Since Patricia Wrixon founded The Salon at 10 Newbury in 1995, it has earned its place as one of the top salons in Boston, right at home on a street packed with affluent designer stores. But over the years, the salon has become known for a lot more than fancy haircuts; it's also a destination for cancer patients dealing with hair loss caused by their treatment.
That's where they find Wigs for Well-Being, a small nonprofit also started by Wrixon that provides cancer patients experiencing hair loss with customizable and luxurious wigs to help them feel a bit more like themselves.

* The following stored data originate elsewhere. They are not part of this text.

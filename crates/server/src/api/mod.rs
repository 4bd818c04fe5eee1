//! # Ideaforge API
//!
//! HTTP surface over the [`Coordinator`]: submit an idea, inspect a
//! workflow, list agents and follow swarm events over SSE.

use axum::{
    extract::{Path, State},
    http::{header, StatusCode},
    response::{
        sse::{Event, KeepAlive, Sse},
        IntoResponse, Json,
    },
    routing::{get, post},
    Router,
};
use futures::stream::{Stream, StreamExt};
use ideaforge_core::swarm::{new_workflow_id, Coordinator, CoordinatorError, SwarmEvent};
use serde::{Deserialize, Serialize};
use std::{collections::HashMap, convert::Infallible, sync::Arc};
use tokio::sync::broadcast;
use tokio_stream::wrappers::{errors::BroadcastStreamRecvError, BroadcastStream};
use utoipa::{OpenApi, ToSchema};

/// Application state
pub struct AppState {
    pub coordinator: Arc<Coordinator>,
    pub event_tx: broadcast::Sender<SwarmEvent>,
}

impl AppState {
    /// Wire `coordinator` to a fresh event channel
    pub fn new(coordinator: Coordinator) -> SharedState {
        let (event_tx, _) = broadcast::channel::<SwarmEvent>(256);
        let coordinator = coordinator.with_event_channel(event_tx.clone());
        Arc::new(Self {
            coordinator: Arc::new(coordinator),
            event_tx,
        })
    }
}

pub type SharedState = Arc<AppState>;

// === API Types ===

#[derive(Debug, Deserialize, ToSchema)]
pub struct ProcessIdeaRequest {
    #[serde(default)]
    pub idea: String,
    /// Generated when absent
    #[serde(default)]
    pub workflow_id: Option<String>,
}

#[derive(Debug, Default, Serialize, ToSchema)]
pub struct ProcessIdeaResponse {
    #[serde(skip_serializing_if = "Option::is_none")]
    pub workflow_id: Option<String>,
    #[serde(skip_serializing_if = "Option::is_none")]
    pub stage: Option<String>,
    /// Transcript lines in dispatch order
    pub workflow: Vec<String>,
    #[serde(skip_serializing_if = "Option::is_none")]
    pub error: Option<String>,
}

#[derive(Debug, Serialize, ToSchema)]
pub struct WorkflowSnapshot {
    pub workflow_id: String,
    pub stage: Option<String>,
    #[schema(value_type = Object)]
    pub context: HashMap<String, serde_json::Value>,
}

#[derive(Debug, Serialize, ToSchema)]
pub struct AgentsResponse {
    pub agents: Vec<String>,
}

#[derive(Debug, Serialize, ToSchema)]
pub struct StatusMessage {
    pub message: String,
}

#[derive(Debug, Serialize, ToSchema)]
pub struct HealthResponse {
    pub status: String,
}

// === OpenAPI Definition ===

#[derive(OpenApi)]
#[openapi(
    info(
        title = "Ideaforge API",
        version = "0.1.0",
        description = "Turns a product idea into design, marketing and sales material"
    ),
    paths(root, health, process_idea, get_workflow, list_agents),
    components(schemas(
        ProcessIdeaRequest,
        ProcessIdeaResponse,
        WorkflowSnapshot,
        AgentsResponse,
        StatusMessage,
        HealthResponse
    )),
    tags(
        (name = "workflows", description = "Idea pipeline runs"),
        (name = "swarm", description = "Agents and events"),
        (name = "meta", description = "Liveness")
    )
)]
pub struct ApiDoc;

pub fn router(state: SharedState) -> Router {
    Router::new()
        .route("/api", get(root))
        .route("/health", get(health))
        .route("/api/process-idea", post(process_idea))
        .route("/api/v1/workflows/:id", get(get_workflow))
        .route("/api/v1/agents", get(list_agents))
        .route("/api/v1/events", get(events))
        .route("/api/v1/openapi.json", get(serve_openapi))
        .with_state(state)
}

// === API Handlers ===

#[utoipa::path(
    get,
    path = "/api",
    tag = "meta",
    responses((status = 200, description = "Backend is up", body = StatusMessage))
)]
async fn root() -> Json<StatusMessage> {
    Json(StatusMessage {
        message: "Ideaforge backend is running".to_string(),
    })
}

#[utoipa::path(
    get,
    path = "/health",
    tag = "meta",
    responses((status = 200, description = "Health check", body = HealthResponse))
)]
async fn health() -> Json<HealthResponse> {
    Json(HealthResponse {
        status: "ok".to_string(),
    })
}

/// Run the full pipeline for one idea
#[utoipa::path(
    post,
    path = "/api/process-idea",
    tag = "workflows",
    request_body = ProcessIdeaRequest,
    responses(
        (status = 200, description = "Pipeline finished", body = ProcessIdeaResponse),
        (status = 400, description = "Empty idea", body = ProcessIdeaResponse),
        (status = 500, description = "Pipeline could not run", body = ProcessIdeaResponse)
    )
)]
async fn process_idea(
    State(state): State<SharedState>,
    Json(req): Json<ProcessIdeaRequest>,
) -> (StatusCode, Json<ProcessIdeaResponse>) {
    let workflow_id = req
        .workflow_id
        .filter(|id| !id.trim().is_empty())
        .unwrap_or_else(new_workflow_id);

    match state.coordinator.run(&req.idea, &workflow_id).await {
        Ok(report) => (
            StatusCode::OK,
            Json(ProcessIdeaResponse {
                workflow_id: Some(report.workflow_id.clone()),
                stage: report.final_stage.map(|s| s.to_string()),
                workflow: report.transcript_lines(),
                error: None,
            }),
        ),
        Err(CoordinatorError::EmptyIdea) => (
            StatusCode::BAD_REQUEST,
            Json(ProcessIdeaResponse {
                error: Some(CoordinatorError::EmptyIdea.to_string()),
                ..Default::default()
            }),
        ),
        Err(e) => {
            tracing::error!(workflow_id = %workflow_id, "Failed to process idea: {}", e);
            (
                StatusCode::INTERNAL_SERVER_ERROR,
                Json(ProcessIdeaResponse {
                    workflow_id: Some(workflow_id),
                    error: Some(e.to_string()),
                    ..Default::default()
                }),
            )
        }
    }
}

/// Context snapshot of one workflow
#[utoipa::path(
    get,
    path = "/api/v1/workflows/{id}",
    tag = "workflows",
    params(("id" = String, Path, description = "Workflow id")),
    responses(
        (status = 200, description = "Workflow context", body = WorkflowSnapshot),
        (status = 404, description = "Unknown workflow")
    )
)]
async fn get_workflow(
    State(state): State<SharedState>,
    Path(id): Path<String>,
) -> Result<Json<WorkflowSnapshot>, StatusCode> {
    let store = state.coordinator.context();
    if !store.contains(&id) {
        return Err(StatusCode::NOT_FOUND);
    }
    Ok(Json(WorkflowSnapshot {
        stage: store.stage(&id).map(|s| s.to_string()),
        context: store.get_context(&id),
        workflow_id: id,
    }))
}

#[utoipa::path(
    get,
    path = "/api/v1/agents",
    tag = "swarm",
    responses((status = 200, description = "Registered agents", body = AgentsResponse))
)]
async fn list_agents(State(state): State<SharedState>) -> Json<AgentsResponse> {
    Json(AgentsResponse {
        agents: state.coordinator.bus().agent_names(),
    })
}

/// SSE stream of swarm events
async fn events(
    State(state): State<SharedState>,
) -> Sse<impl Stream<Item = Result<Event, Infallible>>> {
    let stream = BroadcastStream::new(state.event_tx.subscribe()).map(|item| {
        let event = match item {
            Ok(event) => {
                let json = serde_json::to_string(&event).unwrap_or_default();
                Event::default().event("swarm").data(json)
            }
            Err(BroadcastStreamRecvError::Lagged(skipped)) => {
                Event::default().comment(format!("lagged {}", skipped))
            }
        };
        Ok(event)
    });

    Sse::new(stream).keep_alive(KeepAlive::default())
}

async fn serve_openapi() -> impl IntoResponse {
    let spec = ApiDoc::openapi().to_json().unwrap_or_default();
    ([(header::CONTENT_TYPE, "application/json")], spec)
}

Though the salon still provides traditional haircuts and styling services, Wrixon said her focus has largely shifted toward the nonprofit’s work. Previous clients donate their wigs back to the salon after outgrowing them, and women who do not have the funds or insurance to purchase the wigs — which cost several thousand dollars — can receive them free of charge.

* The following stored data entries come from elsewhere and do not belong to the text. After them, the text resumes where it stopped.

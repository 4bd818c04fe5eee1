//! # Support Agent
//!
//! Terminal stage: answers a customer query, optionally informed by the
//! sales plan handed over by the SalesAgent. Never sends a follow-up.

use super::{prompts, Agent, AgentCore, AgentOutcome};
use crate::bus::{Command, Message, MessageBus};
use crate::swarm::pipeline::PipelineStage;
use async_trait::async_trait;

pub const SUPPORT_RESPONSE_KEY: &str = "support_response";

pub struct SupportAgent {
    core: AgentCore,
}

impl SupportAgent {
    pub fn new(core: AgentCore) -> Self {
        Self { core }
    }

    /// Query from the payload, then the `"query"` metadata entry
    fn query<'a>(message: &'a Message) -> &'a str {
        message
            .payload()
            .query
            .as_deref()
            .or_else(|| message.metadata_str("query"))
            .unwrap_or(prompts::DEFAULT_SUPPORT_QUERY)
    }

    async fn handle_support(&self, message: &Message, bus: &MessageBus) -> AgentOutcome {
        let query = Self::query(message);
        self.core
            .enter(message, PipelineStage::Supporting, query, bus);

        let prompt = prompts::support_prompt(query, message.payload().sales.as_deref());
        match self
            .core
            .generate(
                message,
                prompts::SUPPORT,
                prompt,
                SUPPORT_RESPONSE_KEY,
                bus,
            )
            .await
        {
            Ok(response) => AgentOutcome::Handled {
                stage: PipelineStage::Supporting,
                artifact: Some(response),
                forwarded: None,
            },
            Err(failed) => failed,
        }
    }
}

#[async_trait]
impl Agent for SupportAgent {
    fn name(&self) -> &str {
        self.core.name()
    }

    async fn receive(&self, message: &Message, bus: &MessageBus) -> AgentOutcome {
        match message.command() {
            Command::HandleSupport => self.handle_support(message, bus).await,
            _ => self.core.ignore(message, bus),
        }
    }
}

When clients come in for a consultation, they must have a doctor’s prescription and a letter of financial need, but Wrixon said the process is relatively simple for a reason.

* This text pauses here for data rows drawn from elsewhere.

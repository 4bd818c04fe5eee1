//! # Message Bus
//!
//! Name-addressed router between agents.
//!
//! ```text
//! Caller ──send──▶ DesignAgent ──send──▶ MarketingAgent ──send──▶ SalesAgent
//!                      │                      │                      │
//!                      └──────── one nested frame per hop ───────────┘
//! ```
//!
//! `send` awaits the receiver's `receive`, which may itself call `send`, so a
//! pipeline of N stages unwinds as N nested deliveries. Unknown receivers are
//! not errors: the hop is reported as [`Delivery::Unroutable`].

pub mod message;

pub use message::{Command, Message, Payload, CALLER};

use crate::agents::{Agent, AgentOutcome};
use crate::swarm::events::{SwarmEvent, SwarmEventKind};
use crate::swarm::pipeline::PipelineStage;
use std::collections::HashMap;
use std::sync::{Arc, PoisonError, RwLock};
use tokio::sync::broadcast;

/// Result of handing one message to the bus
#[derive(Debug, Clone)]
pub enum Delivery {
    /// The receiver ran; `outcome` says what it did
    Delivered {
        receiver: String,
        outcome: AgentOutcome,
    },
    /// No agent registered under `receiver`
    Unroutable { receiver: String },
}

/// One step of a dispatch chain, flattened
#[derive(Debug, Clone, PartialEq)]
pub struct Hop {
    pub receiver: String,
    pub routed: bool,
    pub stage: Option<PipelineStage>,
}

impl Delivery {
    pub fn receiver(&self) -> &str {
        match self {
            Self::Delivered { receiver, .. } | Self::Unroutable { receiver } => receiver,
        }
    }

    pub fn is_delivered(&self) -> bool {
        matches!(self, Self::Delivered { .. })
    }

    /// Every hop of the chain in dispatch order
    pub fn hops(&self) -> Vec<Hop> {
        let mut hops = Vec::new();
        let mut current = Some(self);
        while let Some(delivery) = current {
            match delivery {
                Self::Delivered { receiver, outcome } => {
                    hops.push(Hop {
                        receiver: receiver.clone(),
                        routed: true,
                        stage: outcome.stage(),
                    });
                    current = outcome.forwarded();
                }
                Self::Unroutable { receiver } => {
                    hops.push(Hop {
                        receiver: receiver.clone(),
                        routed: false,
                        stage: None,
                    });
                    current = None;
                }
            }
        }
        hops
    }

    /// The delivery that ended the chain
    pub fn last(&self) -> &Delivery {
        let mut current = self;
        while let Self::Delivered { outcome, .. } = current {
            match outcome.forwarded() {
                Some(next) => current = next,
                None => break,
            }
        }
        current
    }

    /// Whether the chain ended because an agent chose not to continue,
    /// rather than on an ignored command, a failure or an unknown receiver.
    pub fn completed_cleanly(&self) -> bool {
        matches!(
            self.last(),
            Self::Delivered {
                outcome: AgentOutcome::Handled { .. },
                ..
            }
        )
    }
}

/// Routes messages to registered agents
#[derive(Default)]
pub struct MessageBus {
    agents: RwLock<HashMap<String, Arc<dyn Agent>>>,
    event_tx: Option<broadcast::Sender<SwarmEvent>>,
}

impl MessageBus {
    pub fn new() -> Self {
        Self::default()
    }

    /// Publish bus and agent events to a broadcast channel
    pub fn with_event_channel(mut self, tx: broadcast::Sender<SwarmEvent>) -> Self {
        self.event_tx = Some(tx);
        self
    }

    /// Bind `name` to `agent`; an existing binding is replaced
    pub fn register(&self, name: impl Into<String>, agent: Arc<dyn Agent>) {
        let name = name.into();
        let mut agents = self.agents.write().unwrap_or_else(PoisonError::into_inner);
        if agents.insert(name.clone(), agent).is_some() {
            tracing::debug!(agent = %name, "Replaced existing agent registration");
        }
    }

    /// Bind an agent under its own name
    pub fn register_agent(&self, agent: Arc<dyn Agent>) {
        let name = agent.name().to_string();
        self.register(name, agent);
    }

    /// Registered agent names, sorted
    pub fn agent_names(&self) -> Vec<String> {
        let agents = self.agents.read().unwrap_or_else(PoisonError::into_inner);
        let mut names: Vec<String> = agents.keys().cloned().collect();
        names.sort();
        names
    }

    fn lookup(&self, name: &str) -> Option<Arc<dyn Agent>> {
        let agents = self.agents.read().unwrap_or_else(PoisonError::into_inner);
        agents.get(name).cloned()
    }

    /// Deliver `message` to its receiver and wait for the receiver (and any
    /// follow-up it sends) to finish.
    pub async fn send(&self, message: Message) -> Delivery {
        let receiver = message.receiver().to_string();

        let Some(agent) = self.lookup(&receiver) else {
            tracing::warn!(
                receiver = %receiver,
                workflow_id = %message.workflow_id(),
                "[MessageBus] Agent '{}' not found",
                receiver
            );
            self.emit(
                SwarmEvent::new(SwarmEventKind::MessageUnroutable, "bus")
                    .with_workflow(message.workflow_id())
                    .with_data(serde_json::json!({
                        "receiver": receiver,
                        "command": message.command().as_str(),
                    })),
            );
            return Delivery::Unroutable { receiver };
        };

        tracing::info!(
            sender = %message.sender(),
            receiver = %receiver,
            command = %message.command(),
            workflow_id = %message.workflow_id(),
            "Delivering message"
        );
        self.emit(
            SwarmEvent::new(SwarmEventKind::MessageDelivered, "bus")
                .with_workflow(message.workflow_id())
                .with_data(serde_json::json!({
                    "sender": message.sender(),
                    "receiver": receiver,
                    "command": message.command().as_str(),
                })),
        );

        let outcome = agent.receive(&message, self).await;
        Delivery::Delivered { receiver, outcome }
    }

    /// Publish an event; dropped when nobody listens
    pub fn emit(&self, event: SwarmEvent) {
        if let Some(tx) = &self.event_tx {
            let _ = tx.send(event);
        }
    }

    /// Subscribe to events, if an event channel is configured
    pub fn subscribe(&self) -> Option<broadcast::Receiver<SwarmEvent>> {
        self.event_tx.as_ref().map(broadcast::Sender::subscribe)
    }
}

“This is very emotional for women,” she said. “Most of the time, they’re very nervous when they come because wig shopping isn’t something that particularly happens in department stores, so really, most people don’t know much about them."
By tailoring each wig to the patient and checking the color and length to match their natural hair, Wrixon said clients are always pleasantly surprised about how much they look like themselves.
Although it's based in Boston, Wigs for Well-Being does virtual consultations for those who can’t come in person, and works with medical centers throughout the Boston area. Still, the nonprofit operates at a small scale: it collected just under $6,000 in contributions and gifts last year and Wrixon is the only employee.
For her, the most rewarding part of the work is a feeling of purpose.
“I really feel that it’s such a gift that was given to me because every day, I feel like I have a mission,” she said. “The nonprofit really makes me feel really good to know that I can recycle these pieces and give them to women who would never have the opportunity to do this."